======== Material provided
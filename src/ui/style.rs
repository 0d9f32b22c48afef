//! Colors and modifiers for the editor chrome.
//!
//! Document text is drawn unstyled so it keeps the terminal's own colors.

use ratatui::style::{Color, Modifier, Style};

use crate::app::ToastLevel;

/// Inverted bar showing the file name and cursor position.
pub fn status_bar_style() -> Style {
    Style::default().add_modifier(Modifier::REVERSED)
}

/// Bottom row listing the command shortcuts.
pub fn shortcut_bar_style() -> Style {
    Style::default().add_modifier(Modifier::REVERSED | Modifier::DIM)
}

/// Prefix and colors for a toast of the given level.
pub fn toast_style(level: ToastLevel) -> (&'static str, Style) {
    match level {
        ToastLevel::Info => (
            "[info]",
            Style::default().bg(Color::DarkGray).fg(Color::White),
        ),
        ToastLevel::Warning => (
            "[warn]",
            Style::default().bg(Color::Yellow).fg(Color::Black),
        ),
        ToastLevel::Error => ("[error]", Style::default().bg(Color::Red).fg(Color::White)),
    }
}

/// Border of the prompt popup.
pub fn prompt_border_style() -> Style {
    Style::default().fg(Color::Cyan)
}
================
Goal of the exercise:
Make an exact copy of the lines running from the one with "the given level." to the last line of the listing, including both ends.

Reply:
/// Prefix and colors for a toast of the given level.
pub fn toast_style(level: ToastLevel) -> (&'static str, Style) {
    match level {
        ToastLevel::Info => (
            "[info]",
            Style::default().bg(Color::DarkGray).fg(Color::White),
        ),
        ToastLevel::Warning => (
            "[warn]",
            Style::default().bg(Color::Yellow).fg(Color::Black),
        ),
        ToastLevel::Error => ("[error]", Style::default().bg(Color::Red).fg(Color::White)),
    }
}

/// Border of the prompt popup.
pub fn prompt_border_style() -> Style {
    Style::default().fg(Color::Cyan)
}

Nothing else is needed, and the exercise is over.